Tuesday 8 January 2019

What is FOLLOW -ON PUBLIC OFFER

FPO is when an already listed company makes either a fresh issue of securities to the public or an offer for sale to the public, through an offer document. An offer for sale in such scenario is allowed only if it is made to satisfy listing or continuous listing obligations. Public companies can also take advantage of an FPO through an offer document. The word FPO came into news after the YES Bank announcement to raise Rs 2,000 crore through FPO and debt. 

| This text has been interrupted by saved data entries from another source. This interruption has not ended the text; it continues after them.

//! # インフラ層エラー定義
//!
//! データベースや record store との通信で発生するエラーを表現する。
//!
//! ## 設計方針
//!
//! - **エラーの変換**: sqlx::Error, serde_json::Error をラップ
//! - **一時的/恒久的の分類**: [`InfraError::is_transient`] でリトライ可否を判定する
//! - **SpanTrace 自動捕捉**: `From` 実装や convenience constructor で
//!   エラー生成時の呼び出し経路を自動記録する
//!
//! ## 構造
//!
//! `std::io::Error` と同じ struct + enum パターンを採用:
//! - [`InfraError`]: エラー種別（[`InfraErrorKind`]）と [`SpanTrace`] を保持するラッパー
//! - [`InfraErrorKind`]: エラーの具体的な種別（Database, Conflict, Transient 等）

use std::fmt;

use derive_more::Display;
use thiserror::Error;
use tracing_error::SpanTrace;

/// PostgreSQL の SQLSTATE のうち、再試行で解消しうるもの
///
/// - `40001`: serialization_failure
/// - `40P01`: deadlock_detected
/// - `55P03`: lock_not_available
/// - `57P01`: admin_shutdown
/// - `53300`: too_many_connections
const TRANSIENT_SQLSTATES: [&str; 5] = ["40001", "40P01", "55P03", "57P01", "53300"];

/// インフラ層で発生するエラー
///
/// エラー種別（[`InfraErrorKind`]）と [`SpanTrace`]（呼び出し経路）を保持する。
///
/// ## パターンマッチ
///
/// エラー種別に応じた処理には [`kind()`](InfraError::kind) を使用する:
///
/// ```ignore
/// match error.kind() {
///     InfraErrorKind::Conflict { entity, id } => { /* 再読み込み */ }
///     _ => { /* その他 */ }
/// }
/// ```
#[derive(Display)]
#[display("{kind}")]
pub struct InfraError {
    kind:       InfraErrorKind,
    span_trace: SpanTrace,
}

/// インフラ層エラーの種別
#[derive(Debug, Error)]
pub enum InfraErrorKind {
    /// データベースエラー
    ///
    /// SQL クエリの実行失敗、接続エラー、制約違反など。
    /// リトライ可否は SQLSTATE とエラー種別から判定する。
    #[error("データベースエラー: {0}")]
    Database(#[source] sqlx::Error),

    /// シリアライズ/デシリアライズエラー
    ///
    /// 削除計画（JSONB 列）の変換に失敗した場合に使用する。
    #[error("シリアライズエラー: {0}")]
    Serialization(#[source] serde_json::Error),

    /// 楽観的ロック競合（ステータスまたはバージョン不一致）
    ///
    /// 条件付き UPDATE で期待した状態と DB 上の状態が一致しなかった場合。
    /// ユースケース層で再読み込みして再判定する。
    #[error("競合が発生しました: {entity}(id={id})")]
    Conflict {
        /// エンティティ名（例: "DeleteJob"）
        entity: String,
        /// エンティティの ID
        id:     String,
    },

    /// 一時的なストアエラー
    ///
    /// 接続断やタイムアウトなど、時間をおいて再試行すれば成功しうるエラー。
    #[error("一時的なストアエラー: {0}")]
    Transient(String),

    /// 恒久的なストアエラー
    ///
    /// このサブシステムの外側の制約などで、再試行しても成功しないエラー。
    #[error("恒久的なストアエラー: {0}")]
    Permanent(String),

    /// 予期しないエラー
    ///
    /// DB から復元した値が不変条件に違反している場合など。
    #[error("予期しないエラー: {0}")]
    Unexpected(String),
}

// ===== InfraError のメソッド =====

impl InfraError {
    /// エラー種別を取得する
    pub fn kind(&self) -> &InfraErrorKind {
        &self.kind
    }

    /// SpanTrace を取得する
    pub fn span_trace(&self) -> &SpanTrace {
        &self.span_trace
    }

    /// Conflict バリアントかどうか
    pub fn is_conflict(&self) -> bool {
        matches!(self.kind, InfraErrorKind::Conflict { .. })
    }

    /// 再試行で解消しうるエラーかどうか
    pub fn is_transient(&self) -> bool {
        match &self.kind {
            InfraErrorKind::Transient(_) => true,
            InfraErrorKind::Database(err) => is_transient_sqlx(err),
            InfraErrorKind::Serialization(_)
            | InfraErrorKind::Conflict { .. }
            | InfraErrorKind::Permanent(_)
            | InfraErrorKind::Unexpected(_) => false,
        }
    }

    /// InfraError を分解して InfraErrorKind と SpanTrace を取り出す
    pub fn into_parts(self) -> (InfraErrorKind, SpanTrace) {
        (self.kind, self.span_trace)
    }

    // ===== Convenience constructors =====

    /// 楽観的ロック競合エラーを生成する
    pub fn conflict(entity: impl Into<String>, id: impl Into<String>) -> Self {
        Self::capture(InfraErrorKind::Conflict {
            entity: entity.into(),
            id:     id.into(),
        })
    }

    /// 一時的なストアエラーを生成する
    pub fn transient(msg: impl Into<String>) -> Self {
        Self::capture(InfraErrorKind::Transient(msg.into()))
    }

    /// 恒久的なストアエラーを生成する
    pub fn permanent(msg: impl Into<String>) -> Self {
        Self::capture(InfraErrorKind::Permanent(msg.into()))
    }

    /// 予期しないエラーを生成する
    pub fn unexpected(msg: impl Into<String>) -> Self {
        Self::capture(InfraErrorKind::Unexpected(msg.into()))
    }

    fn capture(kind: InfraErrorKind) -> Self {
        Self {
            kind,
            span_trace: SpanTrace::capture(),
        }
    }
}

fn is_transient_sqlx(err: &sqlx::Error) -> bool {
    match err {
        sqlx::Error::Io(_) | sqlx::Error::PoolTimedOut | sqlx::Error::WorkerCrashed => true,
        sqlx::Error::Database(db_err) => db_err
            .code()
            .is_some_and(|code| TRANSIENT_SQLSTATES.iter().any(|state| *state == code)),
        _ => false,
    }
}

// ===== トレイト実装 =====

impl fmt::Debug for InfraError {
    fn fmt(&self, f: &mut fmt::Formatter<'_>) -> fmt::Result {
        f.debug_struct("InfraError")
            .field("kind", &self.kind)
            .field("span_trace", &self.span_trace)
            .finish()
    }
}

impl std::error::Error for InfraError {
    fn source(&self) -> Option<&(dyn std::error::Error + 'static)> {
        self.kind.source()
    }
}

// ===== From 実装（SpanTrace 自動キャプチャ） =====

impl From<sqlx::Error> for InfraError {
    fn from(source: sqlx::Error) -> Self {
        Self::capture(InfraErrorKind::Database(source))
    }
}

impl From<serde_json::Error> for InfraError {
    fn from(source: serde_json::Error) -> Self {
        Self::capture(InfraErrorKind::Serialization(source))
    }
}

impl From<cascade_domain::DomainError> for InfraError {
    fn from(source: cascade_domain::DomainError) -> Self {
        Self::unexpected(source.to_string())
    }
}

FPOs should not be confused with IPOs and OFS. The initial public offering of equity to the public.  FPOs are additional issues made after a company is established on an exchange. As the name suggests initial public offering (IPO) is the first offer for purchase to public . For instance, ICICI Bank was a listed entity but came out with FPO of around Rs 8,750-crore equity shares in July 2007. The issue remained open for subscription between July 19, 2007, and July 22, 2009. Similarly Bharat Earth Movers (BEML), which was listed in National Stock Exchange on November 5, 2003, came out with a public offer of 49 lakh shares in 2007. Shares of BEML were issued at Rs 1,075 after the closure of the FPO. Offer for sale (OFS) is a simpler method of share sale through the exchange platform for listed companies. The mechanism was first introduced by India’s securities market regulator Sebi, in 2012, to make it easier for promoters of publicly-traded companies to cut their holdings and comply with the minimum public shareholding norms by June 2013. 
   
In case, a company wants to come out with FPO and have changed its name within a year, at least 50% of the revenue of the last one-year must have come from the activities defined by the new name. The size of the issue should not be more than five times the pre-issue net worth of the company as mentioned in the balance sheet of the previous financial year. 
Unlike a follow-on public offering (FPO), where companies can raise funds by issuing fresh shares or promoters can sell their existing stakes, or both, the OFS mechanism is used only when existing shares are put on the block. Only promoters or shareholders holding more than 10 per cent of the share capital in a company can come up with such an issue. The mechanism is available to 200 top companies in terms of market capitalisation. In an OFS, a minimum of 25 per cent of the shares offered, are reserved for mutual funds (MFs) and insurance companies. At any point, no single bidder other than these two institutional categories is allocated more than 25 per cent of the size of the offering. A minimum of 10 per cent of the offer size is reserved for retail investors.